By Karissa Magnuson
Student, Ohio State College of Veterinary Medicine
For the past two days we have been in Debark, a town about 100 kilometers north of Gondar. Debark was our second data collection site for our rabies research project.
It is a common resting place for tourists who wish to visit the Simien Mountains. On our two-hour drive up to the city, we passed stunning scenery. The countryside is full of lush, rolling hills and looks like a patchwork quilt of rich coffee brown fields and vibrant green countryside.
We passed many farmers out plowing their fields with oxen and an old-fashioned plow. It was idyllic, and I felt like I had stepped back into a different time. It was hard to go five minutes without seeing a shepherd out with his flock of goats or sheep, and there were always cows, goats, and sheep grazing in the distance. Our van had to stop or slow down a few times as wandering goats, sheep, and cattle crossed the road.
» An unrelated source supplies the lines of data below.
#![allow(clippy::uninlined_format_args)]

use phish_detect::domain_age::{registrable_domain, whois_server, DomainLookup};
use std::time::Duration;

#[tokio::main]
async fn main() -> anyhow::Result<()> {
    env_logger::init();

    println!("Testing REAL WHOIS and DNS lookups...");

    let lookup = DomainLookup::new(Duration::from_secs(10), Duration::from_secs(5));

    let test_hosts = vec![
        "www.google.com",
        "example.com",
        "github.com",
        "8csdg3iejj.lilagoraj.pl",
        "does-not-exist-7f3a9c.com",
    ];

    for host in test_hosts {
        let domain = registrable_domain(host);
        println!(
            "\n=== Testing host: {} (domain: {}, server: {}) ===",
            host,
            domain,
            whois_server(&domain)
        );

        match lookup.whois(host).await {
            Ok(record) => {
                println!("✅ WHOIS answered");
                println!("  Mentions domain: {}", record.mentions_domain());
                match record.age_days() {
                    Some(days) => println!("  Age: {} days", days),
                    None => println!("  Age: unknown (no creation date)"),
                }
                match record.registration_days() {
                    Some(days) => println!("  Registration length: {} days", days),
                    None => println!("  Registration length: unknown"),
                }
            }
            Err(e) => {
                println!("❌ WHOIS failed: {}", e);
                println!("  This could be due to:");
                println!("    - WHOIS rate limits");
                println!("    - Network connectivity issues");
                println!("    - Domain doesn't exist");
            }
        }

        match lookup.resolve(host).await {
            Ok(addresses) if addresses.is_empty() => println!("🚨 No DNS records"),
            Ok(addresses) => println!("✅ Resolves to {:?}", addresses),
            Err(e) => println!("❌ DNS failed: {}", e),
        }
    }

    Ok(())
}
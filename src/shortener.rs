use crate::config::ShortenerConfig;
use anyhow::Result;
use async_trait::async_trait;
use std::time::Duration;

/// Turns a long URL into a short display link.
#[async_trait]
pub trait LinkShortener: Send + Sync {
    async fn shorten(&self, url: &str) -> Result<String>;
}

/// Client for TinyURL-style endpoints that answer `GET ?url=<long>` with the
/// short link as a plain text body.
pub struct TinyUrlShortener {
    client: reqwest::Client,
    endpoint: String,
}

impl TinyUrlShortener {
    pub fn new(config: &ShortenerConfig) -> Result<Self> {
        let client = reqwest::Client::builder()
            .timeout(Duration::from_secs(config.timeout_seconds))
            .build()?;

        Ok(Self {
            client,
            endpoint: config.endpoint.clone(),
        })
    }
}

#[async_trait]
impl LinkShortener for TinyUrlShortener {
    async fn shorten(&self, url: &str) -> Result<String> {
        let response = self
            .client
            .get(&self.endpoint)
            .query(&[("url", url)])
            .send()
            .await?
            .error_for_status()?;

        let body = response.text().await?;
        parse_short_link(&body)
    }
}

fn parse_short_link(body: &str) -> Result<String> {
    let link = body.trim();
    if link.starts_with("http://") || link.starts_with("https://") {
        Ok(link.to_string())
    } else {
        anyhow::bail!("Unexpected shortener response: {:.80}", link)
    }
}

#[cfg(test)]
mod tests {
    use super::*;
    use tokio::io::{AsyncReadExt, AsyncWriteExt};
    use tokio::net::TcpListener;

    async fn serve_once(body: &'static str) -> String {
        let listener = TcpListener::bind("127.0.0.1:0").await.unwrap();
        let addr = listener.local_addr().unwrap();
        tokio::spawn(async move {
            let (mut socket, _) = listener.accept().await.unwrap();
            let mut buf = [0u8; 2048];
            let _ = socket.read(&mut buf).await;
            let response = format!(
                "HTTP/1.1 200 OK\r\nContent-Type: text/plain\r\nContent-Length: {}\r\n\
                 Connection: close\r\n\r\n{}",
                body.len(),
                body
            );
            let _ = socket.write_all(response.as_bytes()).await;
        });
        format!("http://{addr}/api-create.php")
    }

    fn config(endpoint: String) -> ShortenerConfig {
        ShortenerConfig {
            enabled: true,
            endpoint,
            timeout_seconds: 5,
        }
    }

    #[test]
    fn test_parse_short_link() {
        assert_eq!(
            parse_short_link("https://tinyurl.com/abc123\n").unwrap(),
            "https://tinyurl.com/abc123"
        );
        assert!(parse_short_link("Error").is_err());
        assert!(parse_short_link("").is_err());
    }

    #[tokio::test]
    async fn test_shorten_against_local_endpoint() {
        let endpoint = serve_once("https://tinyurl.com/2p8hx3yz").await;
        let shortener = TinyUrlShortener::new(&config(endpoint)).unwrap();

        let short = shortener.shorten("https://www.example.com/a/very/long/path").await.unwrap();
        assert_eq!(short, "https://tinyurl.com/2p8hx3yz");
    }

    #[tokio::test]
    async fn test_shorten_rejects_garbage_body() {
        let endpoint = serve_once("<html>rate limited</html>").await;
        let shortener = TinyUrlShortener::new(&config(endpoint)).unwrap();

        assert!(shortener.shorten("https://www.example.com/").await.is_err());
    }
}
The people of Debark were very friendly and accommodating. For the project, my team was in charge of urban adults and children. It was truly a privilege to be able to walk their streets and be invited into their houses, especially since they knew nothing about me. Every house we went to, I was offered a chair or a place to sit, and a few times, they roasted a snack for me over their fire for me to eat. The hospitality here was truly amazing.
Our last day of data collection, we went up to a small neighborhood on a hill. Immediately we were surrounded by a huge group of children, all probably under the age of 10. They were all extremely friendly and asked me my name.
As my Ethiopian team members told them about the study and asked if they would like to participate, one of the little girls grabbed my hand.
All the children were eager to participate in the study. As we followed them back to their houses, my other hand was grabbed by a little boy, and I was led off down the dirt road to their homes. Walking from one house to another, my hand was never empty. At one point, two of the children had a little disagreement about who actually got to hold my hand.
When we finished our data collection and were saying goodbye, all the children who had followed us around came over to me and shook my hand, and we touched shoulders. In Ethiopia, when you greet someone you shake hands and touch shoulders with the person. There must have been six or seven kids in line to say goodbye to me. It was truly a heartwarming and memorable experience that I will carry with me forever.